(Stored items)
━━━━━━━━━━
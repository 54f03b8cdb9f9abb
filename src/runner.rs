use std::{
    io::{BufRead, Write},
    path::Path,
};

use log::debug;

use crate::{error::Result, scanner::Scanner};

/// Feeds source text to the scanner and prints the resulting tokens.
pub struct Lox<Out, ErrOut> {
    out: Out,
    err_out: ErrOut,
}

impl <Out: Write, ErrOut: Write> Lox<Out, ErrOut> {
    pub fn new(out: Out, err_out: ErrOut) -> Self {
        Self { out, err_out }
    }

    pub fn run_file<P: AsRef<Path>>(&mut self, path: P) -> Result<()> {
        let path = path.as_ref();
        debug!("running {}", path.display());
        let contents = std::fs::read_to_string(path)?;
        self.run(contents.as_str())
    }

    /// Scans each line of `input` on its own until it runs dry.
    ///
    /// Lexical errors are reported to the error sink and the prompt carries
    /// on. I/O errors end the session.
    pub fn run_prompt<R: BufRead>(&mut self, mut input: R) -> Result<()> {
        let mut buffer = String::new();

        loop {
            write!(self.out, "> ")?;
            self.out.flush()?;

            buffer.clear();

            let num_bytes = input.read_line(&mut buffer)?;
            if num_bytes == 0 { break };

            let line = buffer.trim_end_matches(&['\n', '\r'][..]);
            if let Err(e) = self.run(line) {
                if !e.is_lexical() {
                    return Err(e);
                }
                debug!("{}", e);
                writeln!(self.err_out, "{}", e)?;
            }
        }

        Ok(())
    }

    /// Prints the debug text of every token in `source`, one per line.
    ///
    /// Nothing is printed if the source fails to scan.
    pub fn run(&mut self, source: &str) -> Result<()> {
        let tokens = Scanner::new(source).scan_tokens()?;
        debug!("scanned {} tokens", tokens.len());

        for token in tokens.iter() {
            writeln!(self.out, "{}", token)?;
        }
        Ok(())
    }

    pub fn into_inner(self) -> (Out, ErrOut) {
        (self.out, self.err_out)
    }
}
━━━━━━━━━━
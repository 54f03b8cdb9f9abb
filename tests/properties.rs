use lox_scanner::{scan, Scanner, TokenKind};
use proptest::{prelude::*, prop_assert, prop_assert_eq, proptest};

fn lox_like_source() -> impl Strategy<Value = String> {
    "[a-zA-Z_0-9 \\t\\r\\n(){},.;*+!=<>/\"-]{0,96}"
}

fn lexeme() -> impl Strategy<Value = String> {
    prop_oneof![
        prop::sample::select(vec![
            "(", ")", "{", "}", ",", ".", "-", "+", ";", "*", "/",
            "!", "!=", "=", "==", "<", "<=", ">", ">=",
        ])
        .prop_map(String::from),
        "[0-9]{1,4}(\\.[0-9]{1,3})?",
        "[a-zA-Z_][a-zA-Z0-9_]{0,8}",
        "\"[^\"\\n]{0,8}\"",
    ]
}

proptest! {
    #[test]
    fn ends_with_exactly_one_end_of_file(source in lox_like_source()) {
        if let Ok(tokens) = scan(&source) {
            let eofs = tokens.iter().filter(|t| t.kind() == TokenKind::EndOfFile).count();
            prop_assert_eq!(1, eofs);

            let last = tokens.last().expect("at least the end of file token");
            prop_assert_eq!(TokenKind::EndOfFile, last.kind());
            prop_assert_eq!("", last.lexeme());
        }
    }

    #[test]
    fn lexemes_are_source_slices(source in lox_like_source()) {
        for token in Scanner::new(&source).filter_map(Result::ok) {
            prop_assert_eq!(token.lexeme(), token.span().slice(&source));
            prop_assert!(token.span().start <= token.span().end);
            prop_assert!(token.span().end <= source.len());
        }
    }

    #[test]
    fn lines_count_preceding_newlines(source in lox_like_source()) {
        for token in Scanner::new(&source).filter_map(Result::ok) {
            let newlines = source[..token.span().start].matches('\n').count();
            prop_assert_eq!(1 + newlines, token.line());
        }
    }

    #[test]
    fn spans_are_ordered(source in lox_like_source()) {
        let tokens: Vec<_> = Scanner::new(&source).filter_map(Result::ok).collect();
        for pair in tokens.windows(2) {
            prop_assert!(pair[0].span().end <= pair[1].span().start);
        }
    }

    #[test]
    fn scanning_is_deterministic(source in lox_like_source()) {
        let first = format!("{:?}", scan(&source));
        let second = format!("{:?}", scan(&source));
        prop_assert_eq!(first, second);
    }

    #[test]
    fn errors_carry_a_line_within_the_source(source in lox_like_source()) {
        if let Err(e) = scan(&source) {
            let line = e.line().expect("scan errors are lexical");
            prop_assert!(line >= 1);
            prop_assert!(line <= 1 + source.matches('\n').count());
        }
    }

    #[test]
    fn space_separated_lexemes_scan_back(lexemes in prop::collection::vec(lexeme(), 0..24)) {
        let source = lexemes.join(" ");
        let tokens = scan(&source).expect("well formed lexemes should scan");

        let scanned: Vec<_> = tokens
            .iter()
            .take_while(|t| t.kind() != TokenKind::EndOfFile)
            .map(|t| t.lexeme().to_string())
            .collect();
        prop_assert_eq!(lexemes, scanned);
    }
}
━━━━━━━━━━
* _Required action_:
Every line above with the string "ErrOut" in it should be copied into the answer.

* _The answer_:
pub struct Lox<Out, ErrOut> {
    err_out: ErrOut,
impl <Out: Write, ErrOut: Write> Lox<Out, ErrOut> {
    pub fn new(out: Out, err_out: ErrOut) -> Self {
    pub fn into_inner(self) -> (Out, ErrOut) {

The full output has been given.